Mike Morris, Leonhard Plank and Cornelia Staritz

Environment and Planning A, 2016, vol. 48, issue 7, 1244-1265

Abstract: This paper shows the importance of ownership, end markets and regionalism within the global value chain and related conceptual frameworks. This is done through unpacking the development trajectories of the major Sub Saharan African apparel export industries against the backdrop of trade regime changes. Ownership characteristics of supplier firms shape the ability to shift between different end markets and respond to lead firm requirements; and the level of their local and regional embeddedness impacts on different forms of upgrading. The emergence of new regionalism centred around investment and end markets provides pathways for new trajectories of more sustainable value chains and local industrialization.
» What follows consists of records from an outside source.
//! JSON-file backed stores.
//!
//! Each store keeps its full record set in one JSON array on disk, the
//! layout the platform has always used. Loads run every raw record through
//! the record normalizer, so files written by any historical schema version
//! read cleanly; saves write the canonical schema to a temp file and rename
//! it into place, so a crash mid-write leaves the previous snapshot intact.

use crate::storage_traits::{FarmStore, HoldingsStore};
use agritoken_core::error::PlatformError;
use agritoken_core::farm::FarmRecord;
use agritoken_core::holding::Holding;
use agritoken_core::id::FarmId;
use agritoken_core::normalize::{normalize_farm, normalize_holding, RawRecord};
use log::info;
use serde::Serialize;
use serde_json::Value;
use std::fs::{self, File};
use std::io::Write;
use std::path::{Path, PathBuf};
use std::sync::Mutex;

fn poisoned(what: &str) -> PlatformError {
    PlatformError::Other(format!("{} store mutex poisoned", what))
}

/// Read a JSON array of raw records from `path`, or an empty list when the
/// file does not exist yet.
fn read_raw_records(path: &Path) -> Result<Vec<RawRecord>, PlatformError> {
    if !path.exists() {
        return Ok(Vec::new());
    }
    let text = fs::read_to_string(path)?;
    let values: Vec<Value> = serde_json::from_str(&text)?;
    let mut records = Vec::with_capacity(values.len());
    for value in values {
        match value {
            Value::Object(map) => records.push(map),
            other => {
                return Err(PlatformError::Serialization(format!(
                    "expected a JSON object in {}, got {}",
                    path.display(),
                    other
                )))
            }
        }
    }
    Ok(records)
}

/// Write `records` as pretty-printed JSON via temp-file-and-rename.
fn persist<T: Serialize>(path: &Path, records: &[T]) -> Result<(), PlatformError> {
    let json = serde_json::to_string_pretty(records)?;
    let tmp = path.with_extension("tmp");
    {
        let mut file = File::create(&tmp)?;
        file.write_all(json.as_bytes())?;
        file.sync_all()?;
    }
    fs::rename(&tmp, path)?;
    Ok(())
}

/// Farm store over one JSON file.
#[derive(Debug)]
pub struct JsonFarmStore {
    path: PathBuf,
    farms: Mutex<Vec<FarmRecord>>,
}

impl JsonFarmStore {
    /// Open (or create) the store at `path`, normalizing every stored
    /// record onto the canonical schema.
    pub fn open(path: impl Into<PathBuf>) -> Result<Self, PlatformError> {
        let path = path.into();
        let raw = read_raw_records(&path)?;
        let mut farms = Vec::with_capacity(raw.len());
        for record in &raw {
            farms.push(normalize_farm(record)?);
        }
        info!("loaded {} farm records from {}", farms.len(), path.display());
        Ok(JsonFarmStore {
            path,
            farms: Mutex::new(farms),
        })
    }
}

impl FarmStore for JsonFarmStore {
    fn load(&self, farm_id: &FarmId) -> Result<Option<FarmRecord>, PlatformError> {
        let farms = self.farms.lock().map_err(|_| poisoned("farm"))?;
        Ok(farms.iter().find(|f| &f.farm_id == farm_id).cloned())
    }

    fn save(&self, farm: &FarmRecord) -> Result<(), PlatformError> {
        let mut farms = self.farms.lock().map_err(|_| poisoned("farm"))?;
        let mut next = farms.clone();
        match next.iter_mut().find(|f| f.farm_id == farm.farm_id) {
            Some(existing) => *existing = farm.clone(),
            None => next.push(farm.clone()),
        }
        persist(&self.path, &next)?;
        *farms = next;
        Ok(())
    }

    fn delete(&self, farm_id: &FarmId) -> Result<bool, PlatformError> {
        let mut farms = self.farms.lock().map_err(|_| poisoned("farm"))?;
        let mut next = farms.clone();
        let before = next.len();
        next.retain(|f| &f.farm_id != farm_id);
        if next.len() == before {
            return Ok(false);
        }
        persist(&self.path, &next)?;
        *farms = next;
        Ok(true)
    }

    fn list(&self) -> Result<Vec<FarmRecord>, PlatformError> {
        let farms = self.farms.lock().map_err(|_| poisoned("farm"))?;
        Ok(farms.clone())
    }
}

/// Holdings store over one JSON file, global insertion order preserved.
#[derive(Debug)]
pub struct JsonHoldingsStore {
    path: PathBuf,
    holdings: Mutex<Vec<Holding>>,
}

impl JsonHoldingsStore {
    pub fn open(path: impl Into<PathBuf>) -> Result<Self, PlatformError> {
        let path = path.into();
        let raw = read_raw_records(&path)?;
        let mut holdings = Vec::with_capacity(raw.len());
        for record in &raw {
            holdings.push(normalize_holding(record)?);
        }
        info!(
            "loaded {} holding records from {}",
            holdings.len(),
            path.display()
        );
        Ok(JsonHoldingsStore {
            path,
            holdings: Mutex::new(holdings),
        })
    }
}

impl HoldingsStore for JsonHoldingsStore {
    fn load(&self, farm_id: &FarmId) -> Result<Vec<Holding>, PlatformError> {
        let holdings = self.holdings.lock().map_err(|_| poisoned("holdings"))?;
        Ok(holdings
            .iter()
            .filter(|h| &h.farm_id == farm_id)
            .cloned()
            .collect())
    }

    fn save_all(&self, farm_id: &FarmId, replacement: &[Holding]) -> Result<(), PlatformError> {
        let mut holdings = self.holdings.lock().map_err(|_| poisoned("holdings"))?;
        let mut next: Vec<Holding> = holdings
            .iter()
            .filter(|h| &h.farm_id != farm_id)
            .cloned()
            .collect();
        next.extend(replacement.iter().cloned());
        persist(&self.path, &next)?;
        *holdings = next;
        Ok(())
    }

    fn load_all(&self) -> Result<Vec<Holding>, PlatformError> {
        let holdings = self.holdings.lock().map_err(|_| poisoned("holdings"))?;
        Ok(holdings.clone())
    }
}

#[cfg(test)]
mod tests {
    use super::*;
    use rust_decimal::Decimal;
    use tempfile::tempdir;

    #[test]
    fn test_farm_store_round_trip() {
        let dir = tempdir().unwrap();
        let path = dir.path().join("farms.json");

        let store = JsonFarmStore::open(&path).unwrap();
        let farm = FarmRecord::sample_for_tests("farm-1", 25_000);
        store.save(&farm).unwrap();
        drop(store);

        let reopened = JsonFarmStore::open(&path).unwrap();
        let loaded = reopened.load(&FarmId::new("farm-1")).unwrap().unwrap();
        assert_eq!(loaded, farm);
    }

    #[test]
    fn test_legacy_schema_loads_through_normalizer() {
        let dir = tempdir().unwrap();
        let path = dir.path().join("farms.json");
        fs::write(
            &path,
            r#"[{
                "id": 1,
                "Farm Name": "Langs Farm",
                "Farm Email": "langs@example.com",
                "Number of Tokens": "25000",
                "Price per Token (USD)": 12.5,
                "ASA ID": 789123456
            }]"#,
        )
        .unwrap();

        let store = JsonFarmStore::open(&path).unwrap();
        let farm = store.load(&FarmId::new("1")).unwrap().unwrap();
        assert_eq!(farm.farm_name, "Langs Farm");
        assert_eq!(farm.total_tokens, 25_000);
        assert_eq!(farm.price_per_token, Decimal::new(125, 1));
        assert!(farm.asset_ref.is_some());

        // the next save rewrites the file in canonical form
        store.save(&farm).unwrap();
        let text = fs::read_to_string(&path).unwrap();
        assert!(text.contains("\"farmName\""));
        assert!(!text.contains("\"Farm Name\""));
    }

    #[test]
    fn test_save_leaves_no_temp_file() {
        let dir = tempdir().unwrap();
        let path = dir.path().join("farms.json");
        let store = JsonFarmStore::open(&path).unwrap();
        store
            .save(&FarmRecord::sample_for_tests("farm-1", 100))
            .unwrap();
        assert!(path.exists());
        assert!(!path.with_extension("tmp").exists());
    }

    #[test]
    fn test_holdings_save_all_replaces_one_farm_only() {
        let dir = tempdir().unwrap();
        let path = dir.path().join("holdings.json");
        let store = JsonHoldingsStore::open(&path).unwrap();

        store
            .save_all(
                &FarmId::new("farm-1"),
                &[
                    Holding::sample_for_tests("h-1", "farm-1", 100),
                    Holding::sample_for_tests("h-2", "farm-1", 250),
                ],
            )
            .unwrap();
        store
            .save_all(
                &FarmId::new("farm-2"),
                &[Holding::sample_for_tests("h-3", "farm-2", 5)],
            )
            .unwrap();

        // shrink farm-1's set; farm-2 must be untouched
        store
            .save_all(
                &FarmId::new("farm-1"),
                &[Holding::sample_for_tests("h-1", "farm-1", 100)],
            )
            .unwrap();

        let reopened = JsonHoldingsStore::open(&path).unwrap();
        assert_eq!(reopened.load(&FarmId::new("farm-1")).unwrap().len(), 1);
        assert_eq!(reopened.load(&FarmId::new("farm-2")).unwrap().len(), 1);
    }

    #[test]
    fn test_unreadable_record_is_an_error_not_a_skip() {
        let dir = tempdir().unwrap();
        let path = dir.path().join("farms.json");
        fs::write(
            &path,
            r#"[{"Farm Name": "X", "Farm Email": "x@y.z", "Number of Tokens": "NaN", "pricePerToken": 1, "id": 7}]"#,
        )
        .unwrap();

        let err = JsonFarmStore::open(&path).unwrap_err();
        assert!(matches!(err, PlatformError::Normalization { .. }));
    }
}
More locally and regionally embedded firms have been able to shift with uneven success to new, and in particular regional, markets. In contrast, Asian-owned transnational producers remain focused on the US market with limited market opportunities and upgrading potential. Different types of ownership and embeddedness dynamics are therefore important to explain the co-evolution of highly differentiated value chain dynamics creating a variety of apparel industrialization trajectories in the apparel export industry in Sub Saharan African.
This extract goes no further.